- **Work to be completed**: Please retype all of the following entries exactly.

- **The data**:
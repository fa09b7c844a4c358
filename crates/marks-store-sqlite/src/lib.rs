//! SQLite backend for the marks gradebook.
//!
//! The database is used as a plain key-value store: the full gradebook is
//! one JSON value under a single key. Access goes through [`tokio_rusqlite`]
//! so queries run off the async runtime's worker threads.

mod encode;
mod schema;
mod store;

pub mod error;

pub use error::{Error, Result};
pub use store::{GRADEBOOK_KEY, SqliteStore};

#[cfg(test)]
mod tests;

- **Exercise response**:
repository fa09b7c844a4c358
filename crates/marks-store-sqlite/src/lib.rs
//! SQLite backend for the marks gradebook.
//!
//! The database is used as a plain key-value store: the full gradebook is
//! one JSON value under a single key. Access goes through [`tokio_rusqlite`]
//! so queries run off the async runtime's worker threads.

mod encode;
mod schema;
mod store;

pub mod error;

pub use error::{Error, Result};
pub use store::{GRADEBOOK_KEY, SqliteStore};

#[cfg(test)]
mod tests;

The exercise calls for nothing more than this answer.